Return each record shown below exactly, with none omitted.

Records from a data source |
━━━━━━━━
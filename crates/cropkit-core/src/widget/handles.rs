//! Handle definitions for crop-region manipulation.

use kurbo::{Point, Rect, Size};
use serde::{Deserialize, Serialize};

use crate::region::CropRegion;

/// Side length of a handle square, in surface units.
pub const HANDLE_SIZE: f64 = 10.0;

/// The eight fixed perimeter positions a handle can occupy.
#[derive(Debug, Clone, Copy, PartialEq, Eq, Hash, Serialize, Deserialize)]
pub enum HandleAnchor {
    TopLeft,
    TopMiddle,
    TopRight,
    RightMiddle,
    BottomRight,
    BottomMiddle,
    BottomLeft,
    LeftMiddle,
}

/// Horizontal rectangle edge a drag moves.
#[derive(Debug, Clone, Copy, PartialEq, Eq)]
pub enum HorizontalEdge {
    Left,
    Right,
}

/// Vertical rectangle edge a drag moves.
#[derive(Debug, Clone, Copy, PartialEq, Eq)]
pub enum VerticalEdge {
    Top,
    Bottom,
}

/// Resize cursor a host should show while hovering a handle.
#[derive(Debug, Clone, Copy, PartialEq, Eq, Serialize, Deserialize)]
pub enum ResizeCursor {
    /// Diagonal, northwest/southeast.
    NwseResize,
    /// Diagonal, northeast/southwest.
    NeswResize,
    /// Vertical.
    NsResize,
    /// Horizontal.
    EwResize,
}

impl HandleAnchor {
    /// All anchors, in creation order.
    pub const ALL: [HandleAnchor; 8] = [
        HandleAnchor::TopLeft,
        HandleAnchor::TopMiddle,
        HandleAnchor::TopRight,
        HandleAnchor::RightMiddle,
        HandleAnchor::BottomRight,
        HandleAnchor::BottomMiddle,
        HandleAnchor::BottomLeft,
        HandleAnchor::LeftMiddle,
    ];

    /// Position of this anchor on the region perimeter.
    pub fn position_on(self, region: &CropRegion) -> Point {
        let left = region.left();
        let top = region.top();
        match self {
            HandleAnchor::TopLeft => Point::new(left, top),
            HandleAnchor::TopMiddle => Point::new(left + region.width / 2.0, top),
            HandleAnchor::TopRight => Point::new(left + region.width, top),
            HandleAnchor::RightMiddle => {
                Point::new(left + region.width, top + region.height / 2.0)
            }
            HandleAnchor::BottomRight => Point::new(left + region.width, top + region.height),
            HandleAnchor::BottomMiddle => {
                Point::new(left + region.width / 2.0, top + region.height)
            }
            HandleAnchor::BottomLeft => Point::new(left, top + region.height),
            HandleAnchor::LeftMiddle => Point::new(left, top + region.height / 2.0),
        }
    }

    /// The horizontal edge dragging this anchor moves, if any.
    pub fn horizontal_edge(self) -> Option<HorizontalEdge> {
        match self {
            HandleAnchor::TopLeft | HandleAnchor::BottomLeft | HandleAnchor::LeftMiddle => {
                Some(HorizontalEdge::Left)
            }
            HandleAnchor::TopRight | HandleAnchor::BottomRight | HandleAnchor::RightMiddle => {
                Some(HorizontalEdge::Right)
            }
            HandleAnchor::TopMiddle | HandleAnchor::BottomMiddle => None,
        }
    }

    /// The vertical edge dragging this anchor moves, if any.
    pub fn vertical_edge(self) -> Option<VerticalEdge> {
        match self {
            HandleAnchor::TopLeft | HandleAnchor::TopRight | HandleAnchor::TopMiddle => {
                Some(VerticalEdge::Top)
            }
            HandleAnchor::BottomLeft | HandleAnchor::BottomRight | HandleAnchor::BottomMiddle => {
                Some(VerticalEdge::Bottom)
            }
            HandleAnchor::LeftMiddle | HandleAnchor::RightMiddle => None,
        }
    }

    /// Whether this anchor sits on a corner rather than an edge midpoint.
    pub fn is_corner(self) -> bool {
        self.horizontal_edge().is_some() && self.vertical_edge().is_some()
    }

    /// Resize cursor for hovering this anchor.
    pub fn cursor(self) -> ResizeCursor {
        match self {
            HandleAnchor::TopLeft | HandleAnchor::BottomRight => ResizeCursor::NwseResize,
            HandleAnchor::TopRight | HandleAnchor::BottomLeft => ResizeCursor::NeswResize,
            HandleAnchor::TopMiddle | HandleAnchor::BottomMiddle => ResizeCursor::NsResize,
            HandleAnchor::LeftMiddle | HandleAnchor::RightMiddle => ResizeCursor::EwResize,
        }
    }
}

/// Placement backend for a single handle.
///
/// The coordinator treats handles as opaque widgets: it pushes positions
/// and visibility in, and reads the current position back when a drag
/// arrives. Hosts bridge this to their toolkit's placement and pointer
/// capture primitives.
pub trait HandleWidget {
    /// Move the handle square's top-left corner.
    fn set_position(&mut self, position: Point);

    /// Current top-left corner of the handle square.
    fn position(&self) -> Point;

    /// Show or hide the handle.
    fn set_visible(&mut self, visible: bool);

    /// Whether the handle is currently shown.
    fn visible(&self) -> bool;

    /// Route all further pointer input to this handle.
    fn capture_pointer(&mut self);

    /// Stop routing pointer input to this handle.
    fn release_pointer(&mut self);
}

/// Plain in-memory handle, for hosts that draw handles themselves and for
/// tests.
#[derive(Debug, Clone, Copy, PartialEq, Default)]
pub struct HandleSprite {
    position: Point,
    visible: bool,
    captured: bool,
}

impl HandleSprite {
    /// Create a hidden sprite at the origin.
    pub fn new() -> Self {
        Self::default()
    }

    /// Whether pointer input is currently captured.
    pub fn is_captured(&self) -> bool {
        self.captured
    }

    /// The square this handle occupies on the surface.
    pub fn bounds(&self) -> Rect {
        Rect::from_origin_size(self.position, Size::new(HANDLE_SIZE, HANDLE_SIZE))
    }
}

impl HandleWidget for HandleSprite {
    fn set_position(&mut self, position: Point) {
        self.position = position;
    }

    fn position(&self) -> Point {
        self.position
    }

    fn set_visible(&mut self, visible: bool) {
        self.visible = visible;
    }

    fn visible(&self) -> bool {
        self.visible
    }

    fn capture_pointer(&mut self) {
        self.captured = true;
    }

    fn release_pointer(&mut self) {
        self.captured = false;
    }
}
━━━━━━━━
Expected answer |
filename crates/cropkit-core/src/widget/handles.rs
//! Handle definitions for crop-region manipulation.

use kurbo::{Point, Rect, Size};
use serde::{Deserialize, Serialize};

use crate::region::CropRegion;

/// Side length of a handle square, in surface units.
pub const HANDLE_SIZE: f64 = 10.0;

/// The eight fixed perimeter positions a handle can occupy.
#[derive(Debug, Clone, Copy, PartialEq, Eq, Hash, Serialize, Deserialize)]
pub enum HandleAnchor {
    TopLeft,
    TopMiddle,
    TopRight,
    RightMiddle,
    BottomRight,
    BottomMiddle,
    BottomLeft,
    LeftMiddle,
}

/// Horizontal rectangle edge a drag moves.
#[derive(Debug, Clone, Copy, PartialEq, Eq)]
pub enum HorizontalEdge {
    Left,
    Right,
}

/// Vertical rectangle edge a drag moves.
#[derive(Debug, Clone, Copy, PartialEq, Eq)]
pub enum VerticalEdge {
    Top,
    Bottom,
}

/// Resize cursor a host should show while hovering a handle.
#[derive(Debug, Clone, Copy, PartialEq, Eq, Serialize, Deserialize)]
pub enum ResizeCursor {
    /// Diagonal, northwest/southeast.
    NwseResize,
    /// Diagonal, northeast/southwest.
    NeswResize,
    /// Vertical.
    NsResize,
    /// Horizontal.
    EwResize,
}

impl HandleAnchor {
    /// All anchors, in creation order.
    pub const ALL: [HandleAnchor; 8] = [
        HandleAnchor::TopLeft,
        HandleAnchor::TopMiddle,
        HandleAnchor::TopRight,
        HandleAnchor::RightMiddle,
        HandleAnchor::BottomRight,
        HandleAnchor::BottomMiddle,
        HandleAnchor::BottomLeft,
        HandleAnchor::LeftMiddle,
    ];

    /// Position of this anchor on the region perimeter.
    pub fn position_on(self, region: &CropRegion) -> Point {
        let left = region.left();
        let top = region.top();
        match self {
            HandleAnchor::TopLeft => Point::new(left, top),
            HandleAnchor::TopMiddle => Point::new(left + region.width / 2.0, top),
            HandleAnchor::TopRight => Point::new(left + region.width, top),
            HandleAnchor::RightMiddle => {
                Point::new(left + region.width, top + region.height / 2.0)
            }
            HandleAnchor::BottomRight => Point::new(left + region.width, top + region.height),
            HandleAnchor::BottomMiddle => {
                Point::new(left + region.width / 2.0, top + region.height)
            }
            HandleAnchor::BottomLeft => Point::new(left, top + region.height),
            HandleAnchor::LeftMiddle => Point::new(left, top + region.height / 2.0),
        }
    }

    /// The horizontal edge dragging this anchor moves, if any.
    pub fn horizontal_edge(self) -> Option<HorizontalEdge> {
        match self {
            HandleAnchor::TopLeft | HandleAnchor::BottomLeft | HandleAnchor::LeftMiddle => {
                Some(HorizontalEdge::Left)
            }
            HandleAnchor::TopRight | HandleAnchor::BottomRight | HandleAnchor::RightMiddle => {
                Some(HorizontalEdge::Right)
            }
            HandleAnchor::TopMiddle | HandleAnchor::BottomMiddle => None,
        }
    }

    /// The vertical edge dragging this anchor moves, if any.
    pub fn vertical_edge(self) -> Option<VerticalEdge> {
        match self {
            HandleAnchor::TopLeft | HandleAnchor::TopRight | HandleAnchor::TopMiddle => {
                Some(VerticalEdge::Top)
            }
            HandleAnchor::BottomLeft | HandleAnchor::BottomRight | HandleAnchor::BottomMiddle => {
                Some(VerticalEdge::Bottom)
            }
            HandleAnchor::LeftMiddle | HandleAnchor::RightMiddle => None,
        }
    }

    /// Whether this anchor sits on a corner rather than an edge midpoint.
    pub fn is_corner(self) -> bool {
        self.horizontal_edge().is_some() && self.vertical_edge().is_some()
    }

    /// Resize cursor for hovering this anchor.
    pub fn cursor(self) -> ResizeCursor {
        match self {
            HandleAnchor::TopLeft | HandleAnchor::BottomRight => ResizeCursor::NwseResize,
            HandleAnchor::TopRight | HandleAnchor::BottomLeft => ResizeCursor::NeswResize,
            HandleAnchor::TopMiddle | HandleAnchor::BottomMiddle => ResizeCursor::NsResize,
            HandleAnchor::LeftMiddle | HandleAnchor::RightMiddle => ResizeCursor::EwResize,
        }
    }
}

/// Placement backend for a single handle.
///
/// The coordinator treats handles as opaque widgets: it pushes positions
/// and visibility in, and reads the current position back when a drag
/// arrives. Hosts bridge this to their toolkit's placement and pointer
/// capture primitives.
pub trait HandleWidget {
    /// Move the handle square's top-left corner.
    fn set_position(&mut self, position: Point);

    /// Current top-left corner of the handle square.
    fn position(&self) -> Point;

    /// Show or hide the handle.
    fn set_visible(&mut self, visible: bool);

    /// Whether the handle is currently shown.
    fn visible(&self) -> bool;

    /// Route all further pointer input to this handle.
    fn capture_pointer(&mut self);

    /// Stop routing pointer input to this handle.
    fn release_pointer(&mut self);
}

/// Plain in-memory handle, for hosts that draw handles themselves and for
/// tests.
#[derive(Debug, Clone, Copy, PartialEq, Default)]
pub struct HandleSprite {
    position: Point,
    visible: bool,
    captured: bool,
}

impl HandleSprite {
    /// Create a hidden sprite at the origin.
    pub fn new() -> Self {
        Self::default()
    }

    /// Whether pointer input is currently captured.
    pub fn is_captured(&self) -> bool {
        self.captured
    }

    /// The square this handle occupies on the surface.
    pub fn bounds(&self) -> Rect {
        Rect::from_origin_size(self.position, Size::new(HANDLE_SIZE, HANDLE_SIZE))
    }
}

impl HandleWidget for HandleSprite {
    fn set_position(&mut self, position: Point) {
        self.position = position;
    }

    fn position(&self) -> Point {
        self.position
    }

    fn set_visible(&mut self, visible: bool) {
        self.visible = visible;
    }

    fn visible(&self) -> bool {
        self.visible
    }

    fn capture_pointer(&mut self) {
        self.captured = true;
    }

    fn release_pointer(&mut self) {
        self.captured = false;
    }
}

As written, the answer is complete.